▶ [WHAT YOU WILL DO] Below are some entries. Count the lines where "FileWrapperConvertible" appears and state only that number.

Segment Start: SOURCE DATA

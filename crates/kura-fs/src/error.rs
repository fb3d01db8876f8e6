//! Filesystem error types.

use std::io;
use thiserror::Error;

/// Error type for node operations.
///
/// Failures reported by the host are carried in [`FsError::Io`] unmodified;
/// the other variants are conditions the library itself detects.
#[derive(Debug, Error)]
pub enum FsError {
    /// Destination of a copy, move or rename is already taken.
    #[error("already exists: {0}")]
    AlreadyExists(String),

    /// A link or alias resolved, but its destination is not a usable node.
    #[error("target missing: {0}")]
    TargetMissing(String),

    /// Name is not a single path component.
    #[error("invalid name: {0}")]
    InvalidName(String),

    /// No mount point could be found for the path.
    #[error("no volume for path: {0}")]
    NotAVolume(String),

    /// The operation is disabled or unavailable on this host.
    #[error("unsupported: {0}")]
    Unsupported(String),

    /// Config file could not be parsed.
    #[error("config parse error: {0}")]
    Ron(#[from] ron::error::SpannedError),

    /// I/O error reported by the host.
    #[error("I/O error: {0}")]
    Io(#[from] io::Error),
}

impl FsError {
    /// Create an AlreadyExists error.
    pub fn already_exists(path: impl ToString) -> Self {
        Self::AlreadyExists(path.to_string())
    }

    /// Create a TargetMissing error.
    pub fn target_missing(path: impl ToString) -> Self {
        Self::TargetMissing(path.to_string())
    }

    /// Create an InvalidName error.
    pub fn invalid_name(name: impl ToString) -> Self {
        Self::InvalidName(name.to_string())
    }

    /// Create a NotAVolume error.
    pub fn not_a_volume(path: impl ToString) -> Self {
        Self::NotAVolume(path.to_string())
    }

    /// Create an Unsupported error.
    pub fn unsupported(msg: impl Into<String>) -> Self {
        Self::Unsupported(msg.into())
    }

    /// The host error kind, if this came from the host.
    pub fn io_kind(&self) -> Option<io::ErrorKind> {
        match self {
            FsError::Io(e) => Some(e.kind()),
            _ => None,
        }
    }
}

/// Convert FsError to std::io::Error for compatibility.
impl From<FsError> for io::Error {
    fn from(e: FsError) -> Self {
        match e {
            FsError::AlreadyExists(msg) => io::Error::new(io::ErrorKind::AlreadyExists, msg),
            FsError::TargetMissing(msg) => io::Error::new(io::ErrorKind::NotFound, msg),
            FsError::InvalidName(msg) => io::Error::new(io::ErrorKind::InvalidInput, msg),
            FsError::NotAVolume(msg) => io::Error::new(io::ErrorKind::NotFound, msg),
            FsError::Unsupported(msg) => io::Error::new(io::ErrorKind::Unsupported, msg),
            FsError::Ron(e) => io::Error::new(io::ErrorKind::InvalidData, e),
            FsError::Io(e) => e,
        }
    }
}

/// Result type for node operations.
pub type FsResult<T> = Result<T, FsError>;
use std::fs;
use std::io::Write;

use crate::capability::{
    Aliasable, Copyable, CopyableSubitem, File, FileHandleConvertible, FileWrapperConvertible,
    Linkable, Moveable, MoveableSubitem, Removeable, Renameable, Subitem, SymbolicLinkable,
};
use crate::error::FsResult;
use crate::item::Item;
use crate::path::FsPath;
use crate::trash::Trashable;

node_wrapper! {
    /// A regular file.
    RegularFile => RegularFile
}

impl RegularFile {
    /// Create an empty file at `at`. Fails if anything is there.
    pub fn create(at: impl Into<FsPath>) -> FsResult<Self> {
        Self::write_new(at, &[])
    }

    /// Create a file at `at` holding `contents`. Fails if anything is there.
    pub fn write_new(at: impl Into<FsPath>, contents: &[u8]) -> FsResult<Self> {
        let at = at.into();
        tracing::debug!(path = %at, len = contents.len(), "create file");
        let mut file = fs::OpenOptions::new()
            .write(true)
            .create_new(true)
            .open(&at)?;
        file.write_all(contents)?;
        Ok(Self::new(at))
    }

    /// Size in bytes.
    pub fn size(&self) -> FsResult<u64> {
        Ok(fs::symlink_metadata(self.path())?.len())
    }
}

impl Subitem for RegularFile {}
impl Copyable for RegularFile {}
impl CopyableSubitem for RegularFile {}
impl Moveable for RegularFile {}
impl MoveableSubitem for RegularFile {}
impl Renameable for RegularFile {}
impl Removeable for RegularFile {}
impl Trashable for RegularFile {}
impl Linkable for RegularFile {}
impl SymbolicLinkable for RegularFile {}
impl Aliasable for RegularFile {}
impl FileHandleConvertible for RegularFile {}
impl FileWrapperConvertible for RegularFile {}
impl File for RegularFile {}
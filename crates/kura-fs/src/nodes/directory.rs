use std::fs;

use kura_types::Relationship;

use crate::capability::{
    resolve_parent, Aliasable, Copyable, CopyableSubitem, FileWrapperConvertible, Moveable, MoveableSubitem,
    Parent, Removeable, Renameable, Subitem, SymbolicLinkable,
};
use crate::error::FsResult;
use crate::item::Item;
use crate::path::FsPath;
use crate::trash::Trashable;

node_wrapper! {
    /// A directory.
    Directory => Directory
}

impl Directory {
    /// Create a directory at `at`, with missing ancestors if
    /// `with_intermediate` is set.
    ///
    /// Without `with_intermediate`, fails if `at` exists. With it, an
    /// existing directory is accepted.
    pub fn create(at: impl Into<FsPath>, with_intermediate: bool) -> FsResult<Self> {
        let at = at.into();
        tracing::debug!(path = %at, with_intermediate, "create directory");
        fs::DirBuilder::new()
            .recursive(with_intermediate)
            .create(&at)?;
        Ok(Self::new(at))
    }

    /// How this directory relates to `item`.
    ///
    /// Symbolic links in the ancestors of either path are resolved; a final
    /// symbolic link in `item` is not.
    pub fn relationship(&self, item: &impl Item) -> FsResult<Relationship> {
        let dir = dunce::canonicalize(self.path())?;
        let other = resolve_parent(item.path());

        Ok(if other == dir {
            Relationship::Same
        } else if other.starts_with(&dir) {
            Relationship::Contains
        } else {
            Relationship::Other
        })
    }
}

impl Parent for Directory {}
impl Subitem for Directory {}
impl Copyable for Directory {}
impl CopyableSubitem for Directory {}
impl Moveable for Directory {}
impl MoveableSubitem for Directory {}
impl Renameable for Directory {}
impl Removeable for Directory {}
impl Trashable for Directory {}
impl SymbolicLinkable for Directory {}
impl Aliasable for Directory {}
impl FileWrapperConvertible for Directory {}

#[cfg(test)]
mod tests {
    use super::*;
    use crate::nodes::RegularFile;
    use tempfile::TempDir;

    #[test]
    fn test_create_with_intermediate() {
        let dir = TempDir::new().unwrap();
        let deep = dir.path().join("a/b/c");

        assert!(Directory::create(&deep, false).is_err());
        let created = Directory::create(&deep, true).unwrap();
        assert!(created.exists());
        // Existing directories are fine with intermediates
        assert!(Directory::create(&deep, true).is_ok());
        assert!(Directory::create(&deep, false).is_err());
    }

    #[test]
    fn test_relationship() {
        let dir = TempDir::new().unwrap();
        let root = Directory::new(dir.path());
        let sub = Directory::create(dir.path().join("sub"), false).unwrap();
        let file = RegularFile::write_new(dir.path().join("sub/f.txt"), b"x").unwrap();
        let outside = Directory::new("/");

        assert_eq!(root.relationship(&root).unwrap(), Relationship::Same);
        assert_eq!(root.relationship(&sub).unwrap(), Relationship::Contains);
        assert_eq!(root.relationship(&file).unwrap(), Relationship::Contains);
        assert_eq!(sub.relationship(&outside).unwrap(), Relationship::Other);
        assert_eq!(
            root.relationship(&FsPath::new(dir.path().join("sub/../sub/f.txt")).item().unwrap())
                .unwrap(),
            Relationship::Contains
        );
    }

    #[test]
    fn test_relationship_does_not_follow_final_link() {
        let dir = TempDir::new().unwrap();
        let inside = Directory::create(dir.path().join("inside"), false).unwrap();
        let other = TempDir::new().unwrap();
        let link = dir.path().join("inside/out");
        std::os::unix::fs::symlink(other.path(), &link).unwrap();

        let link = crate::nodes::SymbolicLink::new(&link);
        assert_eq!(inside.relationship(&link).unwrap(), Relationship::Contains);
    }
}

Segment End: SOURCE DATA

▶ [RESPONSE] 4